Please compare the content of my prepared statement and the transcript of my exchange with Councilman Reid to how the City Clerk characterized both in the November 7, 2006, Council meeting minutes. The link is to the Council's packet for the following meeting since the minutes of the November 7 meeting have not yet been posted on the City's website. Here's a link to a scan of the November 7 minutes with Public Comments consolidated onto one page and all subsequent Council activity excluded.
In my opinion, both sentences used by the City Clerk in the Council minutes to characterize my five-minute statement and subsequent exchange with Councilman Reid were incorrect. The words reported were used in my statement and in my exchange with Councilman Reid, but did the two-sentence reporting in the minutes correctly convey what was said? In my opinion, they did not.
In the link to the scan of the November 7 minutes, look at the City Clerk's characterization of the comments made by Mr. Dennis Hinrichsen. Mr.

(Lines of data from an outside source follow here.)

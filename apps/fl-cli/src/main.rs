use clap::{Parser, Subcommand, ValueEnum};
use fl_app::{
    AppError, AppResult, FlowReport, PropagationReport, RunMode, RunOptions, RunProgressEvent,
    RunReport, RunRequest, RunResponse, RunStage, project_service, run_service,
};
use serde::Serialize;
use std::io::{self, Write};
use std::path::{Path, PathBuf};
use std::process::ExitCode;
use std::time::Instant;
use tracing_subscriber::EnvFilter;

#[derive(Parser)]
#[command(name = "feedline")]
#[command(about = "Feed-line pressure budget and flow-rate tool", long_about = None)]
struct Cli {
    /// Increase log verbosity (-v debug, -vv trace). Overridden by RUST_LOG.
    #[arg(short, long, action = clap::ArgAction::Count, global = true)]
    verbose: u8,

    /// Only log errors
    #[arg(short, long, global = true, conflicts_with = "verbose")]
    quiet: bool,

    #[command(subcommand)]
    command: Commands,
}

#[derive(Subcommand)]
enum Commands {
    /// Validate project file syntax and structure
    Validate {
        /// Path to the project file (YAML or JSON)
        project_path: PathBuf,
    },
    /// List the chain components in flow order
    Components {
        /// Path to the project file (YAML or JSON)
        project_path: PathBuf,
    },
    /// Propagate the boundary condition back to the source
    Propagate {
        /// Path to the project file (YAML or JSON)
        project_path: PathBuf,
        /// Override the boundary mass flow [kg/s]
        #[arg(long)]
        mdot: Option<f64>,
        /// Print the pressure after every component
        #[arg(long)]
        trace: bool,
        #[arg(long, value_enum, default_value_t = OutputFormat::Text)]
        format: OutputFormat,
    },
    /// Search the mass flow a given source pressure delivers
    SolveFlow {
        /// Path to the project file (YAML or JSON)
        project_path: PathBuf,
        /// Target source pressure [Pa]; defaults to the project's solver target
        #[arg(long)]
        target_pa: Option<f64>,
        /// Print the pressure after every component of the converged run
        #[arg(long)]
        trace: bool,
        #[arg(long, value_enum, default_value_t = OutputFormat::Text)]
        format: OutputFormat,
    },
}

#[derive(Clone, Copy, PartialEq, Eq, ValueEnum)]
enum OutputFormat {
    Text,
    Yaml,
    Json,
}

fn main() -> ExitCode {
    let cli = Cli::parse();
    init_tracing(cli.verbose, cli.quiet);

    let result = match cli.command {
        Commands::Validate { project_path } => cmd_validate(&project_path),
        Commands::Components { project_path } => cmd_components(&project_path),
        Commands::Propagate {
            project_path,
            mdot,
            trace,
            format,
        } => cmd_run(
            &project_path,
            RunMode::Propagate,
            RunOptions {
                record_trace: trace,
                mass_flow_kgps: mdot,
                ..RunOptions::default()
            },
            format,
        ),
        Commands::SolveFlow {
            project_path,
            target_pa,
            trace,
            format,
        } => cmd_run(
            &project_path,
            RunMode::SolveFlow { target_pa },
            RunOptions {
                record_trace: trace,
                ..RunOptions::default()
            },
            format,
        ),
    };

    match result {
        Ok(()) => ExitCode::SUCCESS,
        Err(err) => {
            tracing::debug!(error = ?err, "command failed");
            eprintln!("error: {err}");
            exit_code_for(&err)
        }
    }
}

fn init_tracing(verbose: u8, quiet: bool) {
    let default_level = match (quiet, verbose) {
        (true, _) => "error",
        (false, 0) => "warn",
        (false, 1) => "debug",
        (false, _) => "trace",
    };
    let filter = EnvFilter::try_from_default_env().unwrap_or_else(|_| EnvFilter::new(default_level));
    tracing_subscriber::fmt()
        .with_env_filter(filter)
        .with_writer(io::stderr)
        .init();
}

/// 2: bad project, 3: chain misconfigured, 4: flow search did not converge.
fn exit_code_for(err: &AppError) -> ExitCode {
    match err {
        AppError::Configuration(_) => ExitCode::from(3),
        AppError::Convergence(_) => ExitCode::from(4),
        AppError::Validation(_) | AppError::Project(_) | AppError::ProjectFileRead { .. } => {
            ExitCode::from(2)
        }
        _ => ExitCode::FAILURE,
    }
}

fn cmd_validate(project_path: &Path) -> AppResult<()> {
    println!("Validating project: {}", project_path.display());
    let project = project_service::load_project(project_path)?;
    project_service::validate_project(&project)?;
    tracing::debug!(project = %project.name, version = project.version, "project validated");
    println!(
        "✓ Project is valid ({} components, {} substances)",
        project.components.len(),
        project.substances.len()
    );
    Ok(())
}

fn cmd_components(project_path: &Path) -> AppResult<()> {
    let project = project_service::load_project(project_path)?;
    let components = project_service::list_components(&project);

    println!("Chain of {} (source first):", project.name);
    for c in components {
        println!("  {:>2}  {:<6} {:<16} {}", c.position, c.id, c.kind, c.detail);
    }
    Ok(())
}

fn cmd_run(
    project_path: &Path,
    mode: RunMode,
    options: RunOptions,
    format: OutputFormat,
) -> AppResult<()> {
    tracing::info!(
        project = %project_path.display(),
        mode = mode.label(),
        trace = options.record_trace,
        "starting run"
    );
    let request = RunRequest {
        project_path,
        mode,
        options,
    };

    let interactive = format == OutputFormat::Text;
    let mut last_emit = Instant::now();
    let mut last_stage = None;
    let response = run_service::ensure_run_with_progress(
        &request,
        Some(&mut |event: RunProgressEvent| {
            if !interactive {
                return;
            }
            let emit_now =
                last_stage != Some(event.stage) || last_emit.elapsed().as_millis() >= 100;
            if emit_now {
                render_cli_progress(&event);
                last_stage = Some(event.stage);
                last_emit = Instant::now();
            }
        }),
    )?;
    if interactive {
        clear_progress_line();
    }

    match format {
        OutputFormat::Text => print_text(&response),
        OutputFormat::Yaml => print_serialized(&response, |r| {
            serde_yaml::to_string(r).map_err(|e| e.to_string())
        })?,
        OutputFormat::Json => print_serialized(&response, |r| {
            serde_json::to_string_pretty(r).map_err(|e| e.to_string())
        })?,
    }
    Ok(())
}

fn print_serialized<T: Serialize>(
    value: &T,
    encode: impl FnOnce(&T) -> Result<String, String>,
) -> AppResult<()> {
    let text = encode(value).map_err(AppError::InvalidInput)?;
    println!("{text}");
    Ok(())
}

fn clear_progress_line() {
    print!("\r{}\r", " ".repeat(120));
    let _ = io::stdout().flush();
}

fn render_cli_progress(event: &RunProgressEvent) {
    match (&event.stage, &event.flow) {
        (RunStage::SearchingFlow, Some(f)) => {
            print!(
                "\rsearching  iter={}/{}  mdot={:.4} kg/s  p={:.2} bar  err={:.2}%  step={:.2e}  elapsed={:.1}s",
                f.iteration,
                f.max_iterations,
                f.mass_flow_kgps,
                f.source_pressure_pa / 1e5,
                f.rel_error * 100.0,
                f.step_kgps,
                event.elapsed_wall_s
            );
        }
        _ => {
            let spinner = ['|', '/', '-', '\\'];
            let spin_idx = ((event.elapsed_wall_s * 10.0) as usize) % spinner.len();
            let mut line = format!(
                "\r{} {}  elapsed={:.2}s",
                spinner[spin_idx],
                event.stage.label(),
                event.elapsed_wall_s
            );
            if let Some(msg) = &event.message {
                line.push_str(&format!("  {msg}"));
            }
            print!("{line}");
        }
    }
    let _ = io::stdout().flush();
}

fn print_text(response: &RunResponse) {
    match &response.report {
        RunReport::Propagation(report) => {
            println!("✓ Propagation completed: {}", response.project);
            print_propagation(report);
        }
        RunReport::Flow(report) => {
            println!("✓ Flow search converged: {}", response.project);
            print_flow(report);
        }
    }
    println!(
        "  Timing: compile {:.3}s, solve {:.3}s, total {:.3}s",
        response.timing.compile_time_s, response.timing.solve_time_s, response.timing.total_time_s
    );
}

fn print_flow(report: &FlowReport) {
    println!(
        "  Mass flow:       {:.4} kg/s ({} iterations)",
        report.mass_flow_kgps, report.iterations
    );
    println!(
        "  Source pressure: {:.3} bar (target {:.3} bar, error {:.2}%)",
        report.source_pressure_pa / 1e5,
        report.target_pressure_pa / 1e5,
        report.rel_error * 100.0
    );
    print_propagation(&report.propagation);
}

fn print_propagation(report: &PropagationReport) {
    match &report.source {
        Some(source) => {
            print!("  Source: {} (position {})", source.id, source.position);
            if let Some(p) = source.nominal_pressure_pa {
                print!(", nominal {:.2} bar", p / 1e5);
            }
            println!();
        }
        None => println!("  Source: none reached, values are at the chain head"),
    }
    println!(
        "  Required pressure: {:.3} bar",
        report.required_pressure_pa / 1e5
    );
    println!(
        "  Mass flow at source: {:.5} kg/s of {} at {:.1} K",
        report.mass_flow_kgps, report.substance, report.temperature_k
    );

    if !report.triggered_reliefs.is_empty() {
        println!("  Relief devices triggered: {}", report.triggered_reliefs.join(", "));
    }
    if !report.warnings.is_empty() {
        println!("  Warnings ({}):", report.warnings.len());
        for w in &report.warnings {
            println!("    - {w}");
        }
    }
    if !report.trace.is_empty() {
        println!("  Trace (terminal end first):");
        println!(
            "    {:>3} {:<6} {:<16} {:<9} {:>12} {:>12} {:>10}",
            "pos", "id", "kind", "step", "dp [bar]", "p [bar]", "mdot"
        );
        for row in &report.trace {
            println!(
                "    {:>3} {:<6} {:<16} {:<9} {:>12.4} {:>12.4} {:>10.5}",
                row.position,
                row.id,
                row.kind,
                row.step,
                row.pressure_delta_pa / 1e5,
                row.pressure_pa / 1e5,
                row.mass_flow_kgps
            );
        }
    }
}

Hinrichsen publicly commented on a different issue after I finished my comment. Notice down in the characterization that Councilman Reid's statement regarding LCDC's use of executive sessions was included. Notice further down in it that Councilman Kennedy's comments were included.

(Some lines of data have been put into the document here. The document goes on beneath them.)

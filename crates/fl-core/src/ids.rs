use core::fmt;
use core::num::NonZeroU32;

use crate::error::{FlError, FlResult};

/// Compact, stable identifier for a position in a hydraulic chain.
///
/// - `u32` keeps memory small
/// - `NonZero` enables `Option<Id>` to be pointer-optimized
#[derive(Clone, Copy, PartialEq, Eq, Hash, PartialOrd, Ord)]
pub struct Id(NonZeroU32);

impl Id {
    /// Create an Id from a 0-based index by storing index+1.
    ///
    /// Saturates at `u32::MAX - 1`.
    pub fn from_index(index: u32) -> Self {
        Self(NonZeroU32::MIN.saturating_add(index))
    }

    /// Create an Id from a 0-based `usize` position, rejecting positions that do not fit.
    pub fn from_position(position: usize) -> FlResult<Self> {
        let index = u32::try_from(position)
            .ok()
            .filter(|i| *i < u32::MAX)
            .ok_or(FlError::IndexOob {
                what: "chain position",
                index: position,
                len: u32::MAX as usize,
            })?;
        Ok(Self::from_index(index))
    }

    /// Recover the 0-based index.
    pub fn index(self) -> u32 {
        self.0.get() - 1
    }

    /// Recover the 0-based index as a `usize` for slice access.
    pub fn position(self) -> usize {
        self.index() as usize
    }
}

impl fmt::Debug for Id {
    fn fmt(&self, f: &mut fmt::Formatter<'_>) -> fmt::Result {
        write!(f, "Id({})", self.index())
    }
}

impl fmt::Display for Id {
    fn fmt(&self, f: &mut fmt::Formatter<'_>) -> fmt::Result {
        write!(f, "{}", self.index())
    }
}

/// Identifier of a component by its position in the chain.
pub type CompId = Id;

#[cfg(test)]
mod tests {
    use super::*;

    #[test]
    fn id_round_trip_index() {
        for i in [0_u32, 1, 2, 42, 10_000] {
            let id = Id::from_index(i);
            assert_eq!(id.index(), i);
            assert_eq!(id.position(), i as usize);
        }
    }

    #[test]
    fn option_id_is_small() {
        assert_eq!(
            core::mem::size_of::<Id>(),
            core::mem::size_of::<Option<Id>>()
        );
    }

    #[test]
    fn from_position_rejects_overflow() {
        assert!(Id::from_position(3).is_ok());
        assert!(Id::from_position(u32::MAX as usize).is_err());
    }
}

Now go back to the City Clerk's characterization of my statement. There is no mention of Councilman Reid's comments (included verbatim in my November 19, 2006 weblog post linked above). Those comments by Councilman Reid revealed that City Councilmen had been contacted by telephone and a majority had verbally authorized the pyrotechnic permit for the November 3 use of explosives at Lake City High School. The Council then agreed to ratify its earlier "telephonic non-vote" at the next Council meeting.

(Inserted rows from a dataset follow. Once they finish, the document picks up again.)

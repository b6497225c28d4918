//! Runtime compilation of a project definition into an executable chain.

use std::collections::HashMap;
use std::sync::Arc;
use std::time::Duration;

use fl_components::{
    Actuation, BurstDisk, ChainComponent, CheckValve, Conduit, Cylinder, Elbow, Filter, Injector,
    Material, PressureCurve, PressureReducer, Tank, Tee, Valve, ValveType,
};
use fl_core::units::{Pressure, deg, jpkgk, k, kgpm3, kgps, m, m3, pa, pas, s};
use fl_fluids::{Gas, Liquid, Node, Substance, SubstanceRef};
use fl_project::schema::{
    ActuationDef, BoundaryDef, ComponentDef, ComponentKind, PressureCurveDef, Project, SolverDef,
    SubstanceKind, ValveTypeDef,
};
use fl_solver::{FlowSolverConfig, HydraulicChain, PropagationOptions};

use crate::error::{AppError, AppResult};

/// Runtime representation of a compiled project.
#[derive(Debug)]
pub struct ChainRuntime {
    pub chain: HydraulicChain,
    /// Terminal boundary node the propagation starts from.
    pub boundary: Node,
    pub substances: HashMap<String, SubstanceRef>,
    pub propagation: PropagationOptions,
    pub flow: FlowSolverConfig,
    /// Source pressure the flow search aims for, if the project names one.
    pub target_source_pressure: Option<Pressure>,
}

/// Compile a project into runtime structures.
pub fn compile_project(project: &Project) -> AppResult<ChainRuntime> {
    let substances = build_substances(project)?;
    let materials = build_materials(project)?;

    let mut chain = HydraulicChain::new();
    for component in &project.components {
        chain.push(build_component(component, &substances, &materials)?);
    }
    chain.validate()?;

    let boundary = build_boundary(&project.boundary, &substances)?;
    let (propagation, flow) = build_solver_options(&project.solver)?;
    let target_source_pressure = project.solver.target_source_pressure_pa.map(pa);

    tracing::debug!(
        project = %project.name,
        components = chain.len(),
        substances = substances.len(),
        "compiled project"
    );

    Ok(ChainRuntime {
        chain,
        boundary,
        substances,
        propagation,
        flow,
        target_source_pressure,
    })
}

/// Build the substance table keyed by definition id.
pub fn build_substances(project: &Project) -> AppResult<HashMap<String, SubstanceRef>> {
    let mut substances = HashMap::with_capacity(project.substances.len());
    for def in &project.substances {
        let substance = match &def.kind {
            SubstanceKind::Liquid {
                density_kg_m3,
                viscosity_pa_s,
            } => Substance::Liquid(Liquid::new(
                &def.name,
                kgpm3(*density_kg_m3),
                pas(*viscosity_pa_s),
            )?),
            SubstanceKind::Gas {
                gas_constant_j_per_kg_k,
                viscosity_pa_s,
            } => Substance::Gas(Gas::new(
                &def.name,
                jpkgk(*gas_constant_j_per_kg_k),
                pas(*viscosity_pa_s),
            )?),
        };
        substances.insert(def.id.clone(), Arc::new(substance));
    }
    Ok(substances)
}

fn build_materials(project: &Project) -> AppResult<HashMap<String, Material>> {
    let mut materials = HashMap::with_capacity(project.materials.len());
    for def in &project.materials {
        materials.insert(def.id.clone(), Material::new(&def.name, m(def.roughness_m))?);
    }
    Ok(materials)
}

/// Build one chain component from its definition.
pub fn build_component(
    component: &ComponentDef,
    substances: &HashMap<String, SubstanceRef>,
    materials: &HashMap<String, Material>,
) -> AppResult<Box<dyn ChainComponent>> {
    let name = component.id.as_str();
    let boxed: Box<dyn ChainComponent> = match &component.kind {
        ComponentKind::Cylinder {
            pressure_pa,
            volume_m3,
        } => Box::new(Cylinder::new(name, pa(*pressure_pa), m3(*volume_m3))?),
        ComponentKind::Conduit {
            length_m,
            diameter_m,
            material,
        } => Box::new(Conduit::new(
            name,
            m(*length_m),
            m(*diameter_m),
            lookup_material(materials, material)?,
        )?),
        ComponentKind::Elbow {
            length_m,
            diameter_m,
            material,
            angle_deg,
            bend_radius_m,
        } => Box::new(Elbow::new(
            name,
            m(*length_m),
            m(*diameter_m),
            lookup_material(materials, material)?,
            deg(*angle_deg),
            m(*bend_radius_m),
        )?),
        ComponentKind::Tee {
            length_m,
            diameter_m,
            material,
            run_loss_coefficient,
        } => {
            let tee = Tee::new(
                name,
                m(*length_m),
                m(*diameter_m),
                lookup_material(materials, material)?,
            )?;
            match run_loss_coefficient {
                Some(k) => Box::new(tee.with_run_coefficient(*k)?),
                None => Box::new(tee),
            }
        }
        ComponentKind::Valve {
            valve_type,
            actuation,
            diameter_m,
            flow_coefficient,
            closure_angle_deg,
            gate_lift_m,
            open,
        } => {
            let mut valve = Valve::new(name, valve_type_from_def(*valve_type), m(*diameter_m))?
                .with_actuation(actuation_from_def(*actuation));
            if let Some(cv) = flow_coefficient {
                valve = valve.with_flow_coefficient(*cv);
            }
            if let Some(angle) = closure_angle_deg {
                valve = valve.with_closure_angle(deg(*angle))?;
            }
            if let Some(lift) = gate_lift_m {
                valve = valve.with_gate_lift(m(*lift))?;
            }
            valve.set_open(*open);
            Box::new(valve)
        }
        ComponentKind::CheckValve {
            actuation,
            diameter_m,
            flow_coefficient,
            open,
        } => {
            let mut valve =
                CheckValve::new(name, m(*diameter_m))?.with_actuation(actuation_from_def(*actuation));
            if let Some(cv) = flow_coefficient {
                valve = valve.with_flow_coefficient(*cv);
            }
            valve.set_open(*open);
            Box::new(valve)
        }
        ComponentKind::PressureReducer { curves } => {
            let curves = curves
                .iter()
                .map(build_curve)
                .collect::<AppResult<Vec<_>>>()?;
            Box::new(PressureReducer::new(name, curves)?)
        }
        ComponentKind::BurstDisk { burst_pressure_pa } => {
            Box::new(BurstDisk::new(name, pa(*burst_pressure_pa))?)
        }
        ComponentKind::Tank {
            pressure_pa,
            volume_m3,
            diameter_m,
            inlet_diameter_m,
            outlet_diameter_m,
            pressurant,
            propellant,
            interface_position_m,
        } => Box::new(
            Tank::new(
                name,
                pa(*pressure_pa),
                m3(*volume_m3),
                m(*diameter_m),
                m(*inlet_diameter_m),
                m(*outlet_diameter_m),
                lookup_substance(substances, pressurant)?,
                lookup_substance(substances, propellant)?,
            )?
            .with_interface_position(m(*interface_position_m))?,
        ),
        ComponentKind::Injector { a, n } => Box::new(Injector::new(name, *a, *n)?),
        ComponentKind::Filter {
            diameter_m,
            loss_coefficient,
        } => Box::new(Filter::new(name, m(*diameter_m), *loss_coefficient)?),
    };
    Ok(boxed)
}

fn build_curve(def: &PressureCurveDef) -> AppResult<PressureCurve> {
    Ok(PressureCurve::new(
        pa(def.input_pressure_pa),
        def.mass_flow_kgps.iter().copied().map(kgps).collect(),
        def.output_pressure_pa.iter().copied().map(pa).collect(),
    )?)
}

/// Build the terminal boundary node.
pub fn build_boundary(
    boundary: &BoundaryDef,
    substances: &HashMap<String, SubstanceRef>,
) -> AppResult<Node> {
    let substance = lookup_substance(substances, &boundary.substance)?;
    Ok(Node::new(
        pa(boundary.pressure_pa),
        kgps(boundary.mass_flow_kgps),
        substance,
        k(boundary.temperature_k),
    )?)
}

fn build_solver_options(solver: &SolverDef) -> AppResult<(PropagationOptions, FlowSolverConfig)> {
    let propagation = PropagationOptions {
        time_step: s(solver.time_step_s),
        ..PropagationOptions::default()
    };
    let max_time = solver
        .max_time_s
        .map(|t| {
            Duration::try_from_secs_f64(t)
                .map_err(|_| AppError::InvalidInput(format!("invalid solver max_time_s: {t}")))
        })
        .transpose()?;
    let flow = FlowSolverConfig {
        initial_mass_flow: kgps(solver.initial_mass_flow_kgps),
        mass_flow_step: kgps(solver.mass_flow_step_kgps),
        rel_tol: solver.rel_tol,
        max_iterations: solver.max_iterations,
        max_time,
        min_mass_flow: kgps(solver.min_mass_flow_kgps),
        propagation: propagation.clone(),
    };
    Ok((propagation, flow))
}

fn lookup_substance(
    substances: &HashMap<String, SubstanceRef>,
    id: &str,
) -> AppResult<SubstanceRef> {
    substances
        .get(id)
        .cloned()
        .ok_or_else(|| AppError::Compile(format!("Substance not found: {id}")))
}

fn lookup_material(materials: &HashMap<String, Material>, id: &str) -> AppResult<Material> {
    materials
        .get(id)
        .cloned()
        .ok_or_else(|| AppError::Compile(format!("Material not found: {id}")))
}

fn valve_type_from_def(def: ValveTypeDef) -> ValveType {
    match def {
        ValveTypeDef::Ball => ValveType::Ball,
        ValveTypeDef::Butterfly => ValveType::Butterfly,
        ValveTypeDef::Gate => ValveType::Gate,
        ValveTypeDef::Globe => ValveType::Globe,
        ValveTypeDef::Solenoid => ValveType::Solenoid,
        ValveTypeDef::Needle => ValveType::Needle,
        ValveTypeDef::Generic => ValveType::Generic,
    }
}

fn actuation_from_def(def: ActuationDef) -> Actuation {
    match def {
        ActuationDef::Manual => Actuation::Manual,
        ActuationDef::Solenoid => Actuation::Solenoid,
        ActuationDef::Pneumatic => Actuation::Pneumatic,
    }
}

#[cfg(test)]
mod tests {
    use super::*;
    use fl_project::schema::{MaterialDef, SubstanceDef};

    fn tiny_project() -> Project {
        Project {
            version: 1,
            name: "tiny".to_string(),
            description: None,
            substances: vec![SubstanceDef {
                id: "water".to_string(),
                name: "Water".to_string(),
                kind: SubstanceKind::Liquid {
                    density_kg_m3: 1000.0,
                    viscosity_pa_s: 8.9e-4,
                },
            }],
            materials: vec![MaterialDef {
                id: "al".to_string(),
                name: "Aluminium".to_string(),
                roughness_m: 1e-7,
            }],
            components: vec![
                ComponentDef {
                    id: "C1".to_string(),
                    kind: ComponentKind::Conduit {
                        length_m: 1.0,
                        diameter_m: 0.01,
                        material: "al".to_string(),
                    },
                },
                ComponentDef {
                    id: "F1".to_string(),
                    kind: ComponentKind::Filter {
                        diameter_m: 0.01,
                        loss_coefficient: 2.0,
                    },
                },
            ],
            boundary: BoundaryDef {
                pressure_pa: 1e6,
                mass_flow_kgps: 0.1,
                substance: "water".to_string(),
                temperature_k: 293.0,
            },
            solver: SolverDef::default(),
        }
    }

    #[test]
    fn compiles_chain_in_order() {
        let runtime = compile_project(&tiny_project()).unwrap();
        assert_eq!(runtime.chain.len(), 2);
        assert_eq!(runtime.chain.position_of("F1"), Some(1));
        assert_eq!(runtime.boundary.pressure().value, 1e6);
        assert!(runtime.target_source_pressure.is_none());
    }

    #[test]
    fn missing_material_is_a_compile_error() {
        let mut project = tiny_project();
        project.materials.clear();
        let err = compile_project(&project).unwrap_err();
        assert!(matches!(err, AppError::Compile(msg) if msg.contains("al")));
    }

    #[test]
    fn solver_section_maps_to_flow_config() {
        let mut project = tiny_project();
        project.solver.max_time_s = Some(2.5);
        project.solver.rel_tol = 0.01;
        let runtime = compile_project(&project).unwrap();
        assert_eq!(runtime.flow.max_time, Some(Duration::from_millis(2500)));
        assert_eq!(runtime.flow.rel_tol, 0.01);
        assert_eq!(runtime.flow.propagation.time_step.value, 0.1);
    }
}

That seems to be a clear violation of the Idaho Open Meeting Law. City business, the Council's authorizing a permit, was conducted in secret over the telephone. Ratifying that illegal action at a Council meeting after the event deprived the public of an opportunity raise timely objection to the use of explosives on school grounds in close proximity to private residences in Coeur d'Alene Place.
Councilman Reid's comments to me at the Council meeting but not mentioned in the minutes were evidence of the apparent violation of the Idaho Open Meeting Law. (What is not in the minutes is on the DVD for which I paid the City's $30 fee to obtain.) In this example, the minutes of the City Council meeting, an official record required by law to be correct, appears to have excluded evidence of a violation of the Idaho Open Meeting Law by some members of the City Council. Councilman Reid's comments were relevant to the issue of my request that the Consent Calendar item be withdrawn until after the Council had an opportunity to review my letter, yet there was no mention in the minutes that she commented at all.
Some will no doubt say this is a small matter of no significance. Maybe. Then again, the public depends on the accuracy of its public records to judge the quality of its elected officials and government employees and their work. If those public records are incorrect because of laziness, carelessness, indifference, or malice, the public's ability to have timely and effective participation in its government is diminished.